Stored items
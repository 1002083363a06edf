//! # site
//!
//! Leptos frontend for the portfolio: the app shell and router, page
//! templates, shared presentational components, and the small amount of
//! client-side state the contact form needs. Rendered on the server with the
//! `ssr` feature and hydrated in the browser with `hydrate`.

pub mod app;
pub mod components;
pub mod pages;
pub mod state;
pub mod util;

/// WASM entry point: attach to the server-rendered DOM.
#[cfg(feature = "hydrate")]
#[wasm_bindgen::prelude::wasm_bindgen]
pub fn hydrate() {
    console_error_panic_hook::set_once();
    let _ = console_log::init_with_level(log::Level::Info);
    leptos::mount::hydrate_body(app::App);
}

WHAT NEEDS TO BE DONE: Each record above is to be reproduced word for word.

RESPONSE BOX:
repository 1002083363a06edf
//! # site
//!
//! Leptos frontend for the portfolio: the app shell and router, page
//! templates, shared presentational components, and the small amount of
//! client-side state the contact form needs. Rendered on the server with the
//! `ssr` feature and hydrated in the browser with `hydrate`.

pub mod app;
pub mod components;
pub mod pages;
pub mod state;
pub mod util;

/// WASM entry point: attach to the server-rendered DOM.
#[cfg(feature = "hydrate")]
#[wasm_bindgen::prelude::wasm_bindgen]
pub fn hydrate() {
    console_error_panic_hook::set_once();
    let _ = console_log::init_with_level(log::Level::Info);
    leptos::mount::hydrate_body(app::App);
}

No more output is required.